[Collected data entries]
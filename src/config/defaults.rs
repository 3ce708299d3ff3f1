//! Default values and named presets.

use super::types::{AppConfig, ExtractConfig, OutputConfig};

/// Changelog entries kept per package unless configured otherwise.
pub const DEFAULT_CHANGELOG_LIMIT: i64 = 10;

/// Requirements starting with this prefix collapse to the highest symbol
/// version.
pub const DEFAULT_INTERPRETER_PREFIX: &str = "libc.so.6";

// ============================================================================
// Configuration Presets
// ============================================================================

/// Named configuration presets for common use cases.
#[derive(Debug, Clone, Copy, PartialEq, Eq)]
pub enum ConfigPreset {
    /// Repository defaults: short changelog, no optional loads
    Default,
    /// Everything the header has: full changelog, header id and signatures
    Full,
    /// Smallest records: no changelog
    Minimal,
}

impl ConfigPreset {
    /// Get the preset name as a string.
    #[must_use]
    pub const fn name(&self) -> &'static str {
        match self {
            Self::Default => "default",
            Self::Full => "full",
            Self::Minimal => "minimal",
        }
    }

    /// Parse a preset from a string name.
    #[must_use]
    pub fn from_name(name: &str) -> Option<Self> {
        match name.to_lowercase().as_str() {
            "default" | "repo" => Some(Self::Default),
            "full" | "all" => Some(Self::Full),
            "minimal" | "min" => Some(Self::Minimal),
            _ => None,
        }
    }

    /// Get a description of this preset.
    #[must_use]
    pub const fn description(&self) -> &'static str {
        match self {
            Self::Default => "Last 10 changelog entries, no header id or signatures",
            Self::Full => "Complete changelog plus header id and signature blobs",
            Self::Minimal => "No changelog, no optional fields",
        }
    }

    /// Get all available presets.
    #[must_use]
    pub const fn all() -> &'static [Self] {
        &[Self::Default, Self::Full, Self::Minimal]
    }
}

impl std::fmt::Display for ConfigPreset {
    fn fmt(&self, f: &mut std::fmt::Formatter<'_>) -> std::fmt::Result {
        write!(f, "{}", self.name())
    }
}

// ============================================================================
// Preset Implementations
// ============================================================================

impl AppConfig {
    /// Create an `AppConfig` from a named preset.
    #[must_use]
    pub fn from_preset(preset: ConfigPreset) -> Self {
        match preset {
            ConfigPreset::Default => Self::default(),
            ConfigPreset::Full => Self::full_preset(),
            ConfigPreset::Minimal => Self::minimal_preset(),
        }
    }

    /// Full preset.
    #[must_use]
    pub fn full_preset() -> Self {
        Self {
            extract: ExtractConfig {
                changelog_limit: -1,
                load_header_id: true,
                load_signatures: true,
                ..ExtractConfig::default()
            },
            output: OutputConfig::default(),
        }
    }

    /// Minimal preset.
    #[must_use]
    pub fn minimal_preset() -> Self {
        Self {
            extract: ExtractConfig {
                changelog_limit: 0,
                ..ExtractConfig::default()
            },
            output: OutputConfig::default(),
        }
    }
}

**Work item**
Pick out and copy the lines of the entries that hold the string "this".

**Task solution**
/// Requirements starting with this prefix collapse to the highest symbol
    /// Get a description of this preset.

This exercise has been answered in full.